Your answer should consist of each line below that contains the string "caller".
*** Opening of Study material ***
impl EngagementEngine {
    pub fn new(store: Arc<dyn AggregateStore>, retry: RetryConfig) -> Self {
        Self { store, retry }
    }

    /// Toggle the caller's like on a post and return the new state.
    #[instrument(skip(self, caller, post_id), fields(post_id = %post_id))]
    pub async fn toggle_like(
        &self,
        caller: Option<&Identity>,
        post_id: &PostId,
    ) -> ServiceResult<LikeState> {
        let viewer = require_identity(caller)?;
        let viewer_value = Value::String(viewer.id.to_string());

        let state = self
            .write_with_strategy(|_| {
                let viewer_value = viewer_value.clone();
                async move {
                    let (doc, post) = self.read_post(post_id).await?;
                    let liked = !post.is_liked_by(&viewer.id);

                    let update = if self.store.capabilities().array_ops {
                        if liked {
                            MergeUpdate::new().array_union("likes", vec![viewer_value])
                        } else {
                            MergeUpdate::new().array_remove("likes", vec![viewer_value])
                        }
                    } else {
                        let mut likes = raw_array(&doc, "likes");
                        if liked {
                            likes.push(viewer_value);
                        } else {
                            likes.retain(|v| v != &viewer_value);
                        }
                        self.guarded(MergeUpdate::new().set("likes", Value::Array(likes)), &doc)
                    };

                    self.store
                        .merge_update(POSTS_COLLECTION, post_id.as_str(), &update)
                        .await?;
                    Ok::<_, ServiceError>(LikeState { liked })
                }
            })
            .await?;

        debug!(viewer = %viewer.id, liked = state.liked, "Like toggled");
        Ok(state)
    }

    /// Append a comment authored by the caller.
    #[instrument(skip(self, caller, post_id, text), fields(post_id = %post_id))]
    pub async fn add_comment(
        &self,
        caller: Option<&Identity>,
        post_id: &PostId,
        text: &str,
    ) -> ServiceResult<Comment> {
        let author = require_identity(caller)?;
        let text = validate_comment_text(text)?;

        let comment = Comment {
            id: Uuid::new_v4().to_string(),
            user_id: author.id.clone(),
            username: author.display_name.clone(),
            text,
            created_at: Utc::now(),
        };
        let value = serde_json::to_value(&comment)
            .map_err(|e| ServiceError::Internal(format!("Failed to encode comment: {}", e)))?;

        self.write_with_strategy(|_| {
            let value = value.clone();
            async move {
                let update = if self.store.capabilities().array_ops {
                    // Union with a fresh id is an append; a missing post fails in the store.
                    MergeUpdate::new().array_union("comments", vec![value])
                } else {
                    let (doc, _) = self.read_post(post_id).await?;
                    let mut comments = raw_array(&doc, "comments");
                    comments.push(value);
                    self.guarded(
                        MergeUpdate::new().set("comments", Value::Array(comments)),
                        &doc,
                    )
                };

                self.store
                    .merge_update(POSTS_COLLECTION, post_id.as_str(), &update)
                    .await?;
                Ok::<_, ServiceError>(())
            }
        })
        .await?;

        debug!(comment_id = %comment.id, author = %author.id, "Comment appended");
        Ok(comment)
    }

    /// Apply to a post as the caller. Re-applying is a successful no-op.
    #[instrument(skip(self, caller, post_id), fields(post_id = %post_id))]
    pub async fn apply_to_post(
        &self,
        caller: Option<&Identity>,
        post_id: &PostId,
    ) -> ServiceResult<ApplicationResult> {
        let applicant = require_identity(caller)?;
        if !applicant.is_seeker() {
            return Err(ServiceError::NotEligible(NotEligibleReason::NotSeeker));
        }

        let result = self
            .write_with_strategy(|_| async move {
                let (doc, post) = self.read_post(post_id).await?;
                check_accepts_applications(&post)?;

                if let Some(existing) = post.application_of(&applicant.id) {
                    return Ok(ApplicationResult::AlreadyApplied(existing.clone()));
                }

                let application = Application {
                    user_id: applicant.id.clone(),
                    username: applicant.display_name.clone(),
                    applied_at: Utc::now(),
                };
                let value = serde_json::to_value(&application).map_err(|e| {
                    ServiceError::Internal(format!("Failed to encode application: {}", e))
                })?;

                // The uniqueness check came from `doc`, so the write is guarded by its version.
                let update = if self.store.capabilities().array_ops {
                    MergeUpdate::new().array_union("applications", vec![value])
                } else {
                    let mut applications = raw_array(&doc, "applications");
                    applications.push(value);
                    MergeUpdate::new().set("applications", Value::Array(applications))
                };
                let update = self.guarded(update, &doc);

                self.store
                    .merge_update(POSTS_COLLECTION, post_id.as_str(), &update)
                    .await?;
                Ok::<_, ServiceError>(ApplicationResult::Applied(application))
            })
            .await?;

        if result.is_new() {
            info!(applicant = %applicant.id, "Application recorded");
        } else {
            debug!(applicant = %applicant.id, "Already applied, nothing written");
        }
        Ok(result)
    }

    async fn read_post(&self, post_id: &PostId) -> Result<(Document, Post), StoreError> {
        let doc = self
            .store
            .get(POSTS_COLLECTION, post_id.as_str())
            .await?
            .ok_or_else(|| StoreError::NotFound {
                collection: POSTS_COLLECTION.to_string(),
                id: post_id.to_string(),
            })?;
        let post = normalize_post(&doc)?;
        Ok((doc, post))
    }

    /// Guard a write decided from `doc` with the version it was read at, when
    /// the store supports it.
    fn guarded(&self, update: MergeUpdate, doc: &Document) -> MergeUpdate {
        if self.store.capabilities().conditional_writes {
            update.if_version(doc.version)
        } else {
            debug!(
                document = %doc.id,
                "Store has no conditional writes; write is last-writer-wins"
            );
            update
        }
    }

    async fn write_with_strategy<T, F, Fut>(&self, attempt: F) -> ServiceResult<T>
    where
        F: FnMut(u32) -> Fut,
        Fut: Future<Output = ServiceResult<T>>,
    {
        let policy = if self.store.capabilities().conditional_writes {
            self.retry.clone()
        } else {
            RetryConfig::no_retry()
        };

        with_retry_if(&policy, attempt, |e| {
            matches!(e, ServiceError::Contention { .. })
        })
        .await
        .map_err(|e| match e {
            RetryError::Exhausted { attempts, .. } => ServiceError::Contention { attempts },
            RetryError::Permanent(e) => e,
        })
    }
}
*** Close of Study material ***
## Written answer
    /// Toggle the caller's like on a post and return the new state.
    #[instrument(skip(self, caller, post_id), fields(post_id = %post_id))]
        caller: Option<&Identity>,
        let viewer = require_identity(caller)?;
    /// Append a comment authored by the caller.
    #[instrument(skip(self, caller, post_id, text), fields(post_id = %post_id))]
        caller: Option<&Identity>,
        let author = require_identity(caller)?;
    /// Apply to a post as the caller. Re-applying is a successful no-op.
    #[instrument(skip(self, caller, post_id), fields(post_id = %post_id))]
        caller: Option<&Identity>,
        let applicant = require_identity(caller)?;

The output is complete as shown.